Walk along the waterfront, and you can tour a submarine, or a warship. We chose the submarine, because hub had never been aboard one. I had, because my grandad took me to tour one that was docked at the Navy Yard. I remember I never wanted to work aboard one! Too cramped. And I don't want a bunk over a missile.
Walk along the waterfront to Pier 39 and you will see, hear, and smell the famous sea lions that lounge, bark, burp, and gorge on their appropriated section of the waterfront.
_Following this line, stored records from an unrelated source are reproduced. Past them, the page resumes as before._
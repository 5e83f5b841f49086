use super::AppState;
use crate::session::{ClientCommand, SessionCoordinator, SessionId};
use async_trait::async_trait;
use axum::extract::ws::{Message, WebSocket, WebSocketUpgrade};
use axum::extract::State;
use axum::response::Response;
use std::sync::Arc;
use tokio::sync::mpsc;
use tracing::{debug, warn};

/// The two halves of a client connection a session needs
#[async_trait]
pub trait ClientSocket: Send {
    /// Next inbound frame, `None` once the peer is gone
    async fn recv(&mut self) -> Option<Result<Message, axum::Error>>;

    async fn send(&mut self, message: Message) -> Result<(), axum::Error>;
}

#[async_trait]
impl ClientSocket for WebSocket {
    async fn recv(&mut self) -> Option<Result<Message, axum::Error>> {
        WebSocket::recv(self).await
    }

    async fn send(&mut self, message: Message) -> Result<(), axum::Error> {
        WebSocket::send(self, message).await
    }
}

pub async fn ws_handler(ws: WebSocketUpgrade, State(state): State<AppState>) -> Response {
    let outbound_buffer = state.settings.outbound_buffer;
    ws.on_upgrade(move |socket| serve_session(socket, state.coordinator, outbound_buffer))
}

/// One connection is one session, alive until either side hangs up
pub async fn serve_session<S: ClientSocket>(
    mut socket: S,
    coordinator: Arc<SessionCoordinator>,
    outbound_buffer: usize,
) {
    let id = coordinator.next_session_id();
    let (tx, mut rx) = mpsc::channel(outbound_buffer);
    coordinator.register(id, tx).await;

    loop {
        tokio::select! {
            inbound = socket.recv() => match inbound {
                Some(Ok(Message::Text(text))) => {
                    if let Some(reply) = apply_text(&coordinator, id, &text).await {
                        if socket.send(Message::Text(reply)).await.is_err() {
                            debug!("{} reply could not be sent", id);
                            break;
                        }
                    }
                }
                Some(Ok(Message::Close(_))) | None => break,
                Some(Ok(_)) => {}
                Some(Err(e)) => {
                    debug!("{} socket error: {}", id, e);
                    break;
                }
            },
            outbound = rx.recv() => match outbound {
                Some(snapshot) => match serde_json::to_string(&snapshot) {
                    Ok(json) => {
                        if socket.send(Message::Text(json)).await.is_err() {
                            debug!("{} snapshot could not be sent", id);
                            break;
                        }
                    }
                    Err(e) => warn!("Failed to encode snapshot for {}: {}", id, e),
                },
                None => break,
            },
        }
    }

    coordinator.disconnect(id).await;
}

/// Parse and apply one inbound frame. Returns the error reply, if any.
async fn apply_text(coordinator: &SessionCoordinator, id: SessionId, text: &str) -> Option<String> {
    let result = match serde_json::from_str::<ClientCommand>(text) {
        Ok(command) => {
            debug!("{} command {:?}", id, command);
            coordinator.handle_command(id, command).await.map_err(|e| e.to_string())
        }
        Err(e) => Err(format!("invalid command: {}", e)),
    };

    result.err().map(|message| {
        warn!("{} rejected command: {}", id, message);
        serde_json::json!({ "error": message }).to_string()
    })
}
use serde::{Deserialize, Serialize};
use super::sample::{AirSpeed, Altitude, Attitude, Position, Sample};

/// Where a recorded playback currently is
#[derive(Debug, Clone, Copy, PartialEq, Serialize, Deserialize)]
#[serde(rename_all = "camelCase")]
pub struct PlaybackProgress {
    pub current_index: usize,
    pub total_samples: usize,
    /// Completion fraction in [0, 1], rounded to 4 decimal places
    pub percentage: f64,
    pub start_time: i64,
    pub end_time: i64,
}

/// What a client receives on every heartbeat
#[derive(Debug, Clone, PartialEq, Serialize, Deserialize)]
#[serde(rename_all = "camelCase")]
pub struct FlightSnapshot {
    pub timestamp: i64,
    pub attitude: Attitude,
    pub altitude: Altitude,
    pub air_speed: AirSpeed,
    pub position: Position,
    /// Absent for simulated flights
    pub progress: Option<PlaybackProgress>,
    pub active_waypoint_index: usize,
}

impl FlightSnapshot {
    /// Merge a recorded sample with the playback progress at that sample
    pub fn from_sample(sample: &Sample, progress: PlaybackProgress) -> Self {
        Self {
            timestamp: sample.timestamp,
            attitude: sample.attitude,
            altitude: sample.altitude,
            air_speed: sample.air_speed,
            position: sample.position,
            progress: Some(progress),
            active_waypoint_index: 0,
        }
    }
}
Yes, that Ghirardelli. No, the streets don't smell like chocolate, like old HersheyLand used to. But the lines for ice cream are out the door, and you will probably be given a free mini square of chocolate/caramel if you venture inside to look. I mean buy. I mean look.
When it's getting dark, it's a little hard to tell how to stay on Columbus Avenue. It's diagonal, so at any given place where streets bisect, you'd expect to look up and see street signs. But, no. Not on Columbus Avenue, and not always everywhere else. Sometimes (only sometimes) the names of the streets appear on the concrete curb. And sometimes Columbus Avenue is called "Corso Cristoforo Columbo" (in very small letters, mind you.)
Despite this, we found our way back, and we looked up again at the dense restaurants along one of the Chinatown streets...color, noise, and smells. Awesome!